But it won't be the homecoming in the Netherlands she expected after the Tokyo Olympics.
She was aiming to showcase her skills in Taekwondo. This would have been her second Olympics representing her county.
To get here, she battled with knee injuries that stopped her from competing. She went through years of rehabilitation. Then, the pandemic hit. She had one chance to qualify for the Tokyo Games. In May, she prevailed.
This time, she said, she wanted to get past the quarterfinals. This time, maybe she'd get that medal.
But before her first competition on Tuesday, the fully vaccinated athlete tested positive for the coronavirus.
Oogink is one of at least 23 athletes who've gotten the dreaded news since arriving in Japan, dashing their hopes of representing their countries. They can't go home to seek solace with family and friends. To stop the spread of the coronavirus she was whisked off to what athletes are calling the "quarantine hotel," a Tokyo hotel converted into an isolation facility. They're in these hotel rooms for up to 10 days.
"I was fit to shine at my competition," she said. "This was supposed to be my last tournament."
An isolated athlete participates in the COVID Games
Oogink's been posting videos on Instagram to pass the time, to make her family laugh and to stop her mind from wandering to a dark place.
In her first video, she shares the news.
"Hey guys, welcome. Yesterday I tested positive for COVID," she says. "I was about to participate in Taekwondo — now I'm participating in something else."
She pans the camera to a sign she made and taped to the wall of her hotel room: "COVID GAMES"
She makes up events using whatever she can find in her suitcase and her room. Day one: "Saliva Throw."
She holds up the plastic tubes she has to spit in for her daily coronavirus test, then aims them at a Taekwondo helmet on top of her orange suitcase.
Another day, it's Clog Basketball. She shoots traditional miniature Dutch wooden shoes into a laundry bag taped above the doorway in the hotel room she's in 21 hours of her day. She's allowed in the lobby three times a day for meals. That's when she briefly sees others from her team that are also in isolation.
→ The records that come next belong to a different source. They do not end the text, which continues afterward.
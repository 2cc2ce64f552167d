//! Campaign Retriever.

use campaign_report_core::{Campaign, CampaignPage, DateRange};
use tracing::{info, instrument, warn};

use crate::client::Transport;
use crate::fetch::{FetchOutcome, ListRequest, OnFailure, RetryBudget, fetch_all};

/// Campaign listing endpoint.
pub const CAMPAIGNS_PATH: &str = "/campaigns";

/// Fetch every campaign sent within `range`, end date inclusive.
///
/// The listing gets its own retry budget. Any failure, including running out
/// of retries, yields an empty list since a partial listing has nothing
/// meaningful to report.
#[instrument(skip(transport, range), fields(start = %range.start(), end = %range.end()))]
pub async fn fetch_campaigns<T: Transport>(
    transport: &T,
    range: &DateRange,
    max_retries: u32,
) -> Vec<Campaign> {
    let request = ListRequest::new(CAMPAIGNS_PATH)
        .param("since_send_time", range.since_send_time_param())
        .param("before_send_time", range.before_send_time_param());
    let mut budget = RetryBudget::new(max_retries);

    let fetched = fetch_all::<CampaignPage, _>(transport, &request, &mut budget, OnFailure::Discard).await;
    match fetched.outcome {
        FetchOutcome::Complete => {
            info!(count = fetched.items.len(), "Fetched campaigns");
        }
        outcome => {
            warn!(?outcome, "Campaign listing failed, discarding results");
        }
    }
    fetched.items
}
Lonely and bored, she took all her Taekwondo gear and stuffed the uniform with foam rollers, toilet paper, clothes and water bottles. Voila, a friend she named Bob. It's kind of reminiscent of "Wilson" from the movie Castaway, but Bob really does look like a real person.
On Instagram, she projects humor and grace in the face of devastation. But she said she has to fight to make sure she's not broken by the solitude.
On Tuesday, from her room, she watched others compete in the arena where she was supposed to be.
"It was very painful and hard," she said.
A U.S. beach volleyball player faced the hardest days of his life
U.S. beach volleyball player Taylor Crabb lived the same fate.
He did everything right.
As soon as he was eligible in Hawaii, he got the vaccine. He tested negative twice before leaving for Tokyo. In the two weeks before his flight, he says he fully isolated from everyone but his girlfriend and parents. When he landed in Japan, he went through immigration and did the required spit test for the coronavirus, then headed to baggage claim.
Then two men walked toward him and moved him away from everyone else.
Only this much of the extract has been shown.